Report on foreign coin in Ireland, with Newton's comments on it

Author: Isaac Newton

Source: MINT 19/2/236, National Archives, Kew, Richmond, Surrey, UK

[Normalized Text] [Diplomatic Text]

Contents

(a) 8 January 1711 [= 1712]. Dublin Privy Council to Treasury. Copy in Newton's hand. Certain foreign coins are accepted as current in Ireland, but have not been officially proclaimed as such: accordingly, people who counterfeit them cannot be prosecuted for high treason. Request a Council order to rectify this, specifying the coins and their values.

(b) On reverse: 3 March 1711/12. Newton to Treasurer. Holograph draft. Assessment of the foregoing, correcting several of the statistics quoted. Complains that gold is over-valued relative to silver in England and the same is going to happen in Ireland.

Copies of both letters in PRO, T14/9, pp. 257-9 (calendared in CTB, 26, part 2 (1712): 181-2).
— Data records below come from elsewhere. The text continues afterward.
use egui::{pos2, vec2, Color32, Rect, Sense};

use crate::color::{from_color32, parse_hex_color, to_color32, to_hex};
use crate::command::Command;
use crate::config::SketchConfig;
use crate::error::SketchError;
use crate::export::{ExportedImage, QueryRequest};
use crate::input::InputHandler;
use crate::session::SketchSession;
use crate::texture_manager::{to_color_image, TextureGenerationError, TextureManager};
use crate::tools::{ToolKind, MAX_BRUSH_WIDTH, MIN_BRUSH_WIDTH};

const ACCENT: Color32 = Color32::from_rgb(0x00, 0x80, 0x60);

/// Height of the status line above the search button
const STATUS_HEIGHT: f32 = 18.0;

/// We derive Deserialize/Serialize so tool settings survive a restart.
#[derive(serde::Deserialize, serde::Serialize)]
#[serde(default)] // if we add new fields, give them default values when deserializing old state
pub struct SketchApp {
    config: SketchConfig,
    #[serde(skip)]
    session: SketchSession,
    #[serde(skip)]
    input: InputHandler,
    #[serde(skip)]
    textures: TextureManager,
    /// Message shown above the search button
    #[serde(skip)]
    status: Option<String>,
    #[serde(skip)]
    last_export: Option<ExportedImage>,
}

impl Default for SketchApp {
    fn default() -> Self {
        Self::with_config(SketchConfig::default())
    }
}

impl SketchApp {
    /// Called once before the first frame.
    ///
    /// An explicit `config` wins over settings persisted by a previous run.
    pub fn new(cc: &eframe::CreationContext<'_>, config: Option<SketchConfig>) -> Self {
        let config = config
            .or_else(|| {
                cc.storage
                    .and_then(|storage| eframe::get_value::<SketchApp>(storage, eframe::APP_KEY))
                    .map(|app| app.config)
            })
            .unwrap_or_default();
        Self::with_config(config)
    }

    pub fn with_config(config: SketchConfig) -> Self {
        let session = SketchSession::from_config(&config).unwrap_or_else(|err| {
            log::warn!("Invalid configuration, using defaults: {}", err);
            SketchSession::new()
        });
        Self {
            config,
            session,
            input: InputHandler::default(),
            textures: TextureManager::new(),
            status: None,
            last_export: None,
        }
    }

    pub fn session(&self) -> &SketchSession {
        &self.session
    }

    pub fn last_export(&self) -> Option<&ExportedImage> {
        self.last_export.as_ref()
    }

    fn run(&mut self, command: Command) {
        if let Err(err) = self.session.execute(&command) {
            log::warn!("{:?} failed: {}", command, err);
            self.status = Some(err.to_string());
        }
    }

    /// Export the sketch and prepare the request for the query service
    fn search(&mut self) {
        match self.session.export() {
            Ok(export) => {
                match QueryRequest::new(&export).to_json() {
                    Ok(body) => {
                        log::info!(
                            "Prepared query request for {} ({} bytes)",
                            export.id,
                            body.len()
                        );
                        self.status = Some(format!(
                            "Sketch captured ({}x{}), searching...",
                            export.width, export.height
                        ));
                    }
                    Err(err) => {
                        log::error!("Failed to serialize query request: {}", err);
                        self.status = Some(format!("Error: {err}. Please try again."));
                    }
                }
                self.last_export = Some(export);
            }
            Err(SketchError::EmptyDrawing) => {
                self.status = Some("Please draw something first.".to_string());
            }
            Err(err) => {
                log::error!("Search failed: {}", err);
                self.status = Some(format!("Error capturing drawing: {err}"));
            }
        }
    }

    /// Copy the live tool settings back into the persisted config
    fn sync_config(&mut self) {
        self.config.default_tool = self.session.tool_kind();
        self.config.brush_width = self.session.brush_width();
        self.config.color = to_hex(self.session.color());
    }

    fn toolbar(&self, ui: &mut egui::Ui, commands: &mut Vec<Command>) {
        ui.horizontal(|ui| {
            for kind in ToolKind::ALL {
                let label = format!("{} {}", kind.icon(), kind.name());
                if ui.selectable_label(self.session.tool_kind() == kind, label).clicked() {
                    commands.push(Command::SelectTool(kind));
                }
            }

            ui.separator();

            if ui.button("🎨 Color").clicked() {
                commands.push(Command::SetPickerOpen(!self.session.picker_open()));
            }
            let (swatch, _) = ui.allocate_exact_size(vec2(18.0, 18.0), Sense::hover());
            ui.painter().rect_filled(swatch, 3.0, to_color32(self.session.color()));

            ui.separator();

            if ui
                .add_enabled(self.session.can_undo(), egui::Button::new("⟲ Undo"))
                .clicked()
            {
                commands.push(Command::Undo);
            }
            if ui.button("🗑 Clear").clicked() {
                commands.push(Command::Clear);
            }
        });

        ui.horizontal(|ui| {
            ui.label("Brush Size:");
            let mut width = self.session.brush_width();
            let slider =
                egui::Slider::new(&mut width, MIN_BRUSH_WIDTH..=MAX_BRUSH_WIDTH).suffix("px");
            if ui.add(slider).changed() {
                commands.push(Command::SetBrushWidth(width));
            }
        });
    }

    fn color_picker(&self, ctx: &egui::Context, commands: &mut Vec<Command>) {
        egui::Window::new("Color")
            .collapsible(false)
            .resizable(false)
            .show(ctx, |ui| {
                egui::Grid::new("palette_grid").spacing([6.0, 6.0]).show(ui, |ui| {
                    for (i, swatch) in self.config.palette.iter().enumerate() {
                        let Ok(color) = parse_hex_color(swatch) else {
                            continue;
                        };
                        let button = egui::Button::new("")
                            .fill(to_color32(color))
                            .min_size(vec2(28.0, 28.0));
                        if ui.add(button).on_hover_text(swatch).clicked() {
                            commands.push(Command::SetColor(swatch.clone()));
                            commands.push(Command::SetPickerOpen(false));
                        }
                        if i % 4 == 3 {
                            ui.end_row();
                        }
                    }
                });

                ui.separator();

                let mut custom = to_color32(self.session.color());
                if egui::color_picker::color_edit_button_srgba(
                    ui,
                    &mut custom,
                    egui::color_picker::Alpha::Opaque,
                )
                .changed()
                {
                    commands.push(Command::SetColor(to_hex(from_color32(custom))));
                }

                if ui.button("Close").clicked() {
                    commands.push(Command::SetPickerOpen(false));
                }
            });
    }
}

impl eframe::App for SketchApp {
    /// Called by the frame work to save state before shutdown.
    fn save(&mut self, storage: &mut dyn eframe::Storage) {
        self.sync_config();
        eframe::set_value(storage, eframe::APP_KEY, self);
    }

    /// Called each time the UI needs repainting, which may be many times per second.
    fn update(&mut self, ctx: &egui::Context, _frame: &mut eframe::Frame) {
        self.show_panels(ctx);
    }
}

impl SketchApp {
    fn show_panels(&mut self, ctx: &egui::Context) {
        let mut commands = Vec::new();

        if ctx.input_mut(|i| i.consume_key(egui::Modifiers::COMMAND, egui::Key::Z)) {
            commands.push(Command::Undo);
        }

        egui::TopBottomPanel::top("toolbar").show(ctx, |ui| {
            ui.add_space(4.0);
            self.toolbar(ui, &mut commands);
            ui.add_space(4.0);
        });

        if self.session.picker_open() {
            self.color_picker(ctx, &mut commands);
        }

        let mut search_clicked = false;
        egui::TopBottomPanel::bottom("search_panel").show(ctx, |ui| {
            ui.add_space(4.0);
            // The row is always reserved so a new message never shrinks the canvas
            let status = self.status.as_deref().unwrap_or_default();
            ui.add_sized(
                [ui.available_width(), STATUS_HEIGHT],
                egui::Label::new(status).truncate(),
            );
            let label = egui::RichText::new("Search Products").color(Color32::WHITE);
            let button = egui::Button::new(label)
                .fill(ACCENT)
                .min_size(vec2(ui.available_width(), 32.0));
            search_clicked = ui.add(button).clicked();
            ui.add_space(4.0);
        });

        for command in commands {
            self.run(command);
        }
        if search_clicked {
            self.search();
        }

        egui::CentralPanel::default().show(ctx, |ui| {
            let (response, painter) = ui.allocate_painter(ui.available_size(), Sense::drag());
            let rect = response.rect;

            let pixels_per_point = ctx.pixels_per_point();
            let surface = self.session.surface();
            if surface.size() != rect.size() || surface.scale() != pixels_per_point {
                let resize = Command::Resize {
                    size: rect.size(),
                    pixels_per_point,
                };
                if let Err(err) = self.session.execute(&resize) {
                    log::warn!("Resize failed: {}", err);
                }
            }
            self.session.set_origin(rect.min);
            self.input.set_canvas_rect(rect);

            for event in self.input.process_input(ctx) {
                self.session.handle_event(event);
            }

            let revision = self.session.surface().revision();
            let session = &mut self.session;
            let texture = self.textures.get_or_update(ctx, revision, || {
                session
                    .display_image()
                    .ok_or(TextureGenerationError::Unavailable)
                    .and_then(|image| to_color_image(&image))
            });

            match texture {
                Ok(texture_id) => {
                    let uv = Rect::from_min_max(pos2(0.0, 0.0), pos2(1.0, 1.0));
                    painter.image(texture_id, rect, uv, Color32::WHITE);
                }
                Err(err) => {
                    log::trace!("Canvas texture unavailable: {}", err);
                    painter.rect_filled(rect, 0.0, Color32::WHITE);
                }
            }

            if response.hovered() {
                ctx.set_cursor_icon(egui::CursorIcon::Crosshair);
            }
        });
    }
}

#[cfg(test)]
mod tests {
    use super::*;
    use crate::input::InputEvent;

    #[test]
    fn test_search_without_drawing_prompts_user() {
        let mut app = SketchApp::default();
        app.run(Command::Resize {
            size: vec2(40.0, 40.0),
            pixels_per_point: 1.0,
        });
        app.search();
        assert_eq!(app.status.as_deref(), Some("Please draw something first."));
        assert!(app.last_export().is_none());
    }

    #[test]
    fn test_search_after_drawing_exports() {
        let mut app = SketchApp::default();
        app.run(Command::Resize {
            size: vec2(40.0, 40.0),
            pixels_per_point: 1.0,
        });
        app.session.handle_event(InputEvent::PointerDown { position: pos2(10.0, 10.0) });
        app.session.handle_event(InputEvent::PointerUp { position: pos2(10.0, 10.0) });
        app.search();
        let export = app.last_export().unwrap();
        assert_eq!((export.width, export.height), (40, 40));
    }

    fn run_frame(app: &mut SketchApp, ctx: &egui::Context) {
        let input = egui::RawInput {
            screen_rect: Some(Rect::from_min_size(pos2(0.0, 0.0), vec2(900.0, 700.0))),
            ..Default::default()
        };
        let _ = ctx.run(input, |ctx| app.show_panels(ctx));
    }

    #[test]
    fn test_status_message_keeps_drawing() {
        let ctx = egui::Context::default();
        let mut app = SketchApp::default();
        run_frame(&mut app, &ctx);
        run_frame(&mut app, &ctx);
        let size = app.session().surface().size();
        assert!(app.session().surface().is_ready());

        let dot = app.session().surface().origin() + vec2(10.0, 10.0);
        app.session.handle_event(InputEvent::PointerDown { position: dot });
        app.session.handle_event(InputEvent::PointerUp { position: dot });
        app.search();
        assert!(app.status.is_some());

        run_frame(&mut app, &ctx);
        run_frame(&mut app, &ctx);
        assert_eq!(app.session().surface().size(), size);
        assert!(!app.session().surface().is_blank());
        assert!(app.session().can_undo());
    }

    #[test]
    fn test_invalid_command_sets_status() {
        let mut app = SketchApp::default();
        app.run(Command::SetColor("not a color".to_string()));
        assert!(app.status.is_some());
        assert_eq!(app.session().color(), image::Rgba([0, 0, 0, 255]));
    }

    #[test]
    fn test_save_syncs_tool_settings() {
        let mut app = SketchApp::default();
        app.run(Command::SelectTool(ToolKind::Fill));
        app.run(Command::SetBrushWidth(30));
        app.run(Command::SetColor("#4ECDC4".to_string()));
        app.sync_config();
        assert_eq!(app.config.default_tool, ToolKind::Fill);
        assert_eq!(app.config.brush_width, 30);
        assert_eq!(app.config.color, "#4ECDC4");
    }
}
Several drafts of Newton's letter in ULC, Additional Ms. 3965, ff.281r-282v.

Newton's letter printed from the Treasury copy in Prior, Observations, 22-4, in Shaw, 176-9, and in McCulloch, Select Tracts, 269-71.

Both letters printed from this copy in NC, 5: 238-40 (Council's letter) and 245-6 (Newton's letter).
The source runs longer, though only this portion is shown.